Perbaikan yang Minimalis
Meskipun bukunya tidak saling berkoneksi secara langsung, dalam versi layar lebarnya, Manusia Setengah Salmon justru dibikin sebagai sekuel dari Cinta Brontosaurus. Jika pada predesesornya Fajar Nugros duduk di kursi sutradara, kali ini tampuk kehormatan untuk men-direct adegan diserahkan ke tangan Herdanius Larobu, pria yang juga berpartisipasi dalam penggarapan Cinta Brontosaurus sebagai desainer grafis.

Secara performa, Manusia Setengah Salmon memang mengalun sedikit lebih baik dibanding prekuelnya. Capluk, sapaan akarab Herdanius, dan juga Raditya Dika selaku script writer, telah melakukan perbaikan-perbaikan yang, katakanlah, berhasil membikin Manusia Setengah Salmon menjadi sedikit lebih kenyal dan pejal untuk dinikmati. Sepanjang 100 menit durasinya, Manusia Setengah Salmon tak cuma menyuguhkan komedi-komedi absurd atau kisah percintaan putus-nyambung tipikal Raditya Dika, tetapi juga menyelipkan lebih banyak fragmen-fragmen di dalam keluarga yang membuat jalinan ceritanya semakin solid dan menarik untuk disimak.

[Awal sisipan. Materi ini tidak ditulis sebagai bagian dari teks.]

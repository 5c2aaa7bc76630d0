//! Project Card Component
//!
//! Two layouts for a project:
//! - Featured: wide card with the long description, a highlights panel and
//!   the links beside the chips
//! - Compact: grid card with a short highlights list and the links in a
//!   footer

use dioxus::prelude::*;
use portfolio_core::{Project, ProjectVariant};
use portfolio_ui::{ButtonSize, ButtonVariant, CategoryBadge, LinkButton, OverflowChip, TechChip};

/// Project Card
///
/// # Example
///
/// ```rust,ignore
/// let (featured, rest) = portfolio.featured_split();
/// rsx! {
///     if let Some(project) = featured {
///         ProjectCard { project: project.clone(), variant: ProjectVariant::Featured }
///     }
///     for project in rest {
///         ProjectCard { key: "{project.id}", project: project.clone() }
///     }
/// }
/// ```
#[component]
pub fn ProjectCard(
    project: Project,
    #[props(default)] variant: ProjectVariant,
) -> Element {
    let featured = variant == ProjectVariant::Featured;
    let techs = project.visible_technologies(variant).to_vec();
    let hidden = project.hidden_technologies(variant);
    let highlights = project.visible_highlights(variant).to_vec();

    rsx! {
        article { class: variant.class(),
            header { class: "project-card-header",
                div { class: "project-card-heading",
                    h3 { class: "project-title", "{project.title}" }
                    p { class: "project-description", "{project.description}" }
                }
                CategoryBadge { category: project.category }
            }

            div { class: "project-card-body",
                div { class: "project-card-main",
                    if variant.shows_long_description() {
                        p { class: "project-long-description", "{project.long_description}" }
                    }
                    div { class: "chip-row",
                        for tech in techs {
                            TechChip { key: "{tech}", tech: tech.clone() }
                        }
                        OverflowChip { hidden: hidden }
                    }
                }

                if featured {
                    div { class: "project-card-aside",
                        div { class: "highlights-panel",
                            p { class: "highlights-title", "Key Highlights" }
                            HighlightList { highlights: highlights.clone() }
                        }
                        ProjectLinks { github_url: project.github_url.clone(), live_url: project.live_url.clone() }
                    }
                }
            }

            if !featured {
                if !highlights.is_empty() {
                    HighlightList { highlights: highlights.clone() }
                }
                footer { class: "project-card-footer",
                    ProjectLinks { github_url: project.github_url.clone(), live_url: project.live_url.clone() }
                }
            }
        }
    }
}

#[component]
fn HighlightList(highlights: Vec<String>) -> Element {
    rsx! {
        ul { class: "highlights",
            for (index, highlight) in highlights.iter().enumerate() {
                li { key: "{index}",
                    span { class: "bullet", "aria-hidden": "true", "\u{2022}" }
                    span { "{highlight}" }
                }
            }
        }
    }
}

/// Code and Live links, each shown only when the project has one
#[component]
fn ProjectLinks(github_url: Option<String>, live_url: Option<String>) -> Element {
    rsx! {
        div { class: "project-links",
            if let Some(url) = github_url {
                LinkButton {
                    href: url,
                    variant: ButtonVariant::Outline,
                    size: ButtonSize::Sm,
                    external: true,
                    class: "grow".to_string(),
                    "\u{2197} Code"
                }
            }
            if let Some(url) = live_url {
                LinkButton {
                    href: url,
                    variant: ButtonVariant::Default,
                    size: ButtonSize::Sm,
                    external: true,
                    class: "grow".to_string(),
                    "\u{2197} Live"
                }
            }
        }
    }
}
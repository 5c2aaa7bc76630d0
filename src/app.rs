use dioxus::prelude::*;
use portfolio_core::MotionPreference;

use crate::bridge;
use crate::components::RevealHub;
use crate::context::use_settings;
use crate::pages::Home;
use crate::theme::GLOBAL_STYLES;

/// Application routes.
///
/// - `/` - the single-page site; sections are reached by scrolling
#[derive(Clone, Routable, PartialEq)]
pub enum Route {
    #[route("/")]
    Home {},
}

/// Root application component.
///
/// Provides global styles, the motion preference, the reveal hub, and routing.
#[component]
pub fn App() -> Element {
    let settings = use_settings();
    let mut motion: Signal<MotionPreference> = use_signal(MotionPreference::default);
    let hub = use_hook(RevealHub::default);

    use_context_provider(|| motion);
    use_context_provider(|| hub.clone());

    // Resolve the motion preference and start the shared viewport watcher
    use_effect(move || {
        let force = settings.force_reduced_motion;
        let hub = hub.clone();
        spawn(async move {
            let preference = if force {
                MotionPreference::Reduced
            } else {
                match bridge::prefers_reduced_motion().await {
                    Some(reduced) => MotionPreference::from_reduced(reduced),
                    None => MotionPreference::Full,
                }
            };
            tracing::info!(?preference, "Motion preference resolved");
            motion.set(preference);

            if preference == MotionPreference::Full {
                bridge::run_reveal_observer(hub).await;
            }
        });
    });

    rsx! {
        style { {GLOBAL_STYLES} }
        Router::<Route> {}
    }
}
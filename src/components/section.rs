use dioxus::prelude::*;

/// Page section with a scroll anchor and the shared padding container
#[component]
pub fn SectionWrapper(
    id: String,
    #[props(default)] class: Option<String>,
    children: Element,
) -> Element {
    let class = match class.as_deref() {
        Some(extra) => format!("section {}", extra),
        None => "section".to_string(),
    };

    rsx! {
        section { id: "{id}", class: "{class}",
            div { class: "container", {children} }
        }
    }
}
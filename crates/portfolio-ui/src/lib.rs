//! Portfolio UI Components
//!
//! Dioxus building blocks shared by every section of the portfolio site.
//!
//! ## Design Notes
//!
//! - Cards and chips use translucent surfaces over the page gradient
//! - The accent color marks links, icons and interactive elements
//! - Motion is short (200ms ease-out) and always optional: anything animated
//!   here has a static rendering under reduced motion
//!
//! Class names match the stylesheet shipped by the application crate.

pub mod components;

pub use components::*;
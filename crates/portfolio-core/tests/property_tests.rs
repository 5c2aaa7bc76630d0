//! Property-based tests for the interaction state machines
//!
//! Uses proptest to check invariants over arbitrary phrase lists, watcher
//! report sequences and RNG seeds.

use std::cell::Cell;
use std::rc::Rc;
use std::time::Duration;

use portfolio_core::{
    DemoSimulator, ElementId, IntersectionEntry, LatencyPolicy, RevealRegistry, TypingConfig,
    TypingEffect, TypingPhase,
};
use proptest::prelude::*;
use rand::rngs::StdRng;
use rand::SeedableRng;

// ============================================================================
// Strategy Generators
// ============================================================================

/// Non-empty list of short phrases
fn phrases_strategy() -> impl Strategy<Value = Vec<String>> {
    prop::collection::vec(
        prop::string::string_regex("[a-zA-Z0-9 ]{1,20}").expect("valid regex"),
        1..6,
    )
}

/// Sequence of enter (true) / leave (false) reports
fn reports_strategy() -> impl Strategy<Value = Vec<bool>> {
    prop::collection::vec(any::<bool>(), 0..40)
}

/// Time to run one full type/pause/delete pass over a phrase
fn cycle_time(phrase: &str, config: &TypingConfig) -> Duration {
    let n = phrase.chars().count() as u32;
    config.typing_speed * n + config.pause_duration + config.deleting_speed * n
}

// ============================================================================
// Property Tests
// ============================================================================

proptest! {
    /// Displayed text is always a prefix of the current phrase
    #[test]
    fn displayed_is_prefix(phrases in phrases_strategy(), steps in 0usize..500) {
        let mut fx = TypingEffect::new(phrases, TypingConfig::default()).unwrap();
        for _ in 0..steps {
            fx.tick();
            prop_assert!(fx.current_phrase().starts_with(fx.displayed()));
            prop_assert!(fx.displayed().chars().count() <= fx.min_width_ch());
        }
    }

    /// One full cycle over every phrase returns to the starting state
    #[test]
    fn full_cycle_is_idempotent(phrases in phrases_strategy()) {
        let config = TypingConfig::default();
        let total: Duration = phrases.iter().map(|p| cycle_time(p, &config)).sum();
        let mut fx = TypingEffect::new(phrases, config).unwrap();

        for _ in 0..3 {
            fx.advance(total);
            prop_assert_eq!(fx.phrase_index(), 0);
            prop_assert_eq!(fx.displayed(), "");
            prop_assert_eq!(fx.phase(), TypingPhase::Typing);
        }
    }

    /// A `once` element, once shown, is shown for good
    #[test]
    fn once_never_rehides(reports in reports_strategy()) {
        let mut registry = RevealRegistry::new();
        let id = ElementId::next();
        let state = Rc::new(Cell::new(false));
        let sink = state.clone();
        registry.observe(id, true, move |v| sink.set(v));

        let mut seen_enter = false;
        for intersecting in reports {
            registry.dispatch(IntersectionEntry { id, intersecting });
            seen_enter |= intersecting;
            prop_assert_eq!(state.get(), seen_enter);
            prop_assert_eq!(registry.contains(id), !seen_enter);
        }
    }

    /// A repeatable element mirrors the last report
    #[test]
    fn repeatable_follows_last_report(reports in reports_strategy()) {
        let mut registry = RevealRegistry::new();
        let id = ElementId::next();
        let state = Rc::new(Cell::new(false));
        let sink = state.clone();
        registry.observe(id, false, move |v| sink.set(v));

        for intersecting in reports {
            registry.dispatch(IntersectionEntry { id, intersecting });
            prop_assert_eq!(state.get(), intersecting);
        }
        prop_assert!(registry.contains(id));
    }

    /// Every completed demo run lands inside the latency bound
    #[test]
    fn demo_latency_in_bounds(seed in any::<u64>()) {
        let mut rng = StdRng::seed_from_u64(seed);
        let mut sim = DemoSimulator::new(LatencyPolicy::default());
        let run = sim.run(&mut rng).unwrap();
        for (_, step) in run.remaining_steps() {
            sim.apply(&run, step);
        }
        let latency = sim.frame().latency_ms;
        prop_assert!((70..=119).contains(&latency));
        prop_assert!(!sim.is_running());
    }
}
//! Technology chips and badges
//!
//! Pill-shaped tags for technologies, skills and project categories.
//! Chips get a small icon when the tag matches a known technology family.

use dioxus::prelude::*;
use portfolio_core::{ProjectCategory, Skill, TechKind};

/// Badge style variants
#[derive(Clone, Copy, PartialEq, Eq, Debug, Default)]
pub enum BadgeVariant {
    #[default]
    Default,
    Secondary,
    Outline,
}

impl BadgeVariant {
    pub fn class(&self) -> &'static str {
        match self {
            BadgeVariant::Default => "badge badge-default",
            BadgeVariant::Secondary => "badge badge-secondary",
            BadgeVariant::Outline => "badge badge-outline",
        }
    }

    /// Badge style for a project's category
    pub fn for_category(category: ProjectCategory) -> Self {
        match category {
            ProjectCategory::Backend => BadgeVariant::Default,
            ProjectCategory::Fullstack => BadgeVariant::Secondary,
            ProjectCategory::Frontend | ProjectCategory::Other => BadgeVariant::Outline,
        }
    }
}

#[component]
pub fn Badge(
    #[props(default)] variant: BadgeVariant,
    #[props(default)] class: Option<String>,
    children: Element,
) -> Element {
    let full_class = match class.as_deref() {
        Some(extra) if !extra.is_empty() => format!("{} {}", variant.class(), extra),
        _ => variant.class().to_string(),
    };

    rsx! {
        span { class: "{full_class}", {children} }
    }
}

/// Category badge on a project card
#[component]
pub fn CategoryBadge(category: ProjectCategory) -> Element {
    let label = category.label();
    rsx! {
        Badge { variant: BadgeVariant::for_category(category), class: "category-badge".to_string(),
            "{label}"
        }
    }
}

/// Properties for the TechChip component
#[derive(Clone, PartialEq, Props)]
pub struct TechChipProps {
    /// Technology name
    pub tech: String,
    /// Render the family icon when one matches
    #[props(default = true)]
    pub show_icon: bool,
}

/// A technology tag with an optional family icon
///
/// # Example
///
/// ```rust,ignore
/// rsx! {
///     for tech in project.technologies.iter() {
///         TechChip { key: "{tech}", tech: tech.clone() }
///     }
/// }
/// ```
#[component]
pub fn TechChip(props: TechChipProps) -> Element {
    let icon = props
        .show_icon
        .then(|| TechKind::classify(&props.tech))
        .flatten()
        .map(|kind| kind.icon());

    rsx! {
        span { class: "tech-chip",
            if let Some(icon) = icon {
                span { class: "tech-chip-icon", "aria-hidden": "true", "{icon}" }
            }
            span { "{props.tech}" }
        }
    }
}

/// `+N` badge for technologies that did not fit
#[component]
pub fn OverflowChip(hidden: usize) -> Element {
    if hidden == 0 {
        return rsx! {};
    }
    rsx! {
        span { class: "tech-chip overflow", "+{hidden}" }
    }
}

/// A skill, rendered as a chip; proficiency is exposed as a data attribute
#[component]
pub fn SkillBadge(skill: Skill) -> Element {
    let proficiency = skill.proficiency.map(|p| p.label());

    rsx! {
        span { class: "skill-badge", "data-proficiency": proficiency,
            TechChip { tech: skill.name.clone() }
        }
    }
}

#[cfg(test)]
mod tests {
    use super::*;

    #[test]
    fn category_badge_variants() {
        assert_eq!(
            BadgeVariant::for_category(ProjectCategory::Backend),
            BadgeVariant::Default
        );
        assert_eq!(
            BadgeVariant::for_category(ProjectCategory::Fullstack),
            BadgeVariant::Secondary
        );
        assert_eq!(
            BadgeVariant::for_category(ProjectCategory::Other),
            BadgeVariant::Outline
        );
    }

    #[test]
    fn badge_classes() {
        assert_eq!(BadgeVariant::Outline.class(), "badge badge-outline");
    }
}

Dari departemen akting, Manusia Setengah Salmon tampak pincang karena ditinggal sosok Kosasih (Soleh Solihun) yang begitu mercusuar di Cinta Brontosaurus. Hadirnya dua komika kawakan sebagai komplementer untuk mengawal barisan komedi, Mo Sidik dan Insan Nur Akbar, ternyata masih kurang mampu menambal ceruk besar yang telah ditinggalkan Kosasih. Beruntung, pemeran-pemeran lawas, termasuk Raditya Dika sendiri (admit it, akting Dika dalam film-filmnya yang sebelumnya kerap terlihat berlebihan dan tidak natural), berhasil meningkatkan kualitas akting mereka sehingga memulas presentasi Manusia Setengah Salmon menjadi lebih empuk untuk dinikmati. Predikat screen stealer layak disematkan kepada Griff Pradapa, yang memerankan tokoh Edgar dengan memikat.


Masih Saja Mengusung Templat Lama
Jika ada hal yang cukup mengganggu dari Manusia Setengah Salmon, tentu saja adalah fakta bahwa film ini masih saja mengusung templat lawas yang dipakai dalam prekuelnya. Jika kita melihat secara makro, akan terlihat betul bagaimana Manusia Setengah Salmon hanyalah sekedar versi 1.2 dari Cinta Brontosaurus. Dari mulai opening scene yang membawa kita flashback ke masa kecil Dika, mantan kekasih yang tiba-tiba muncul lagi hanya untuk memberi kalimat-kalimat bijaksana kepada Dika, juga kembali munculnya scene-scene komedi garing tentang pocong, kuntilanak dan kawan-kawannya, semuanya sudah khattam kita lihat dalam film-film Raditya Dika.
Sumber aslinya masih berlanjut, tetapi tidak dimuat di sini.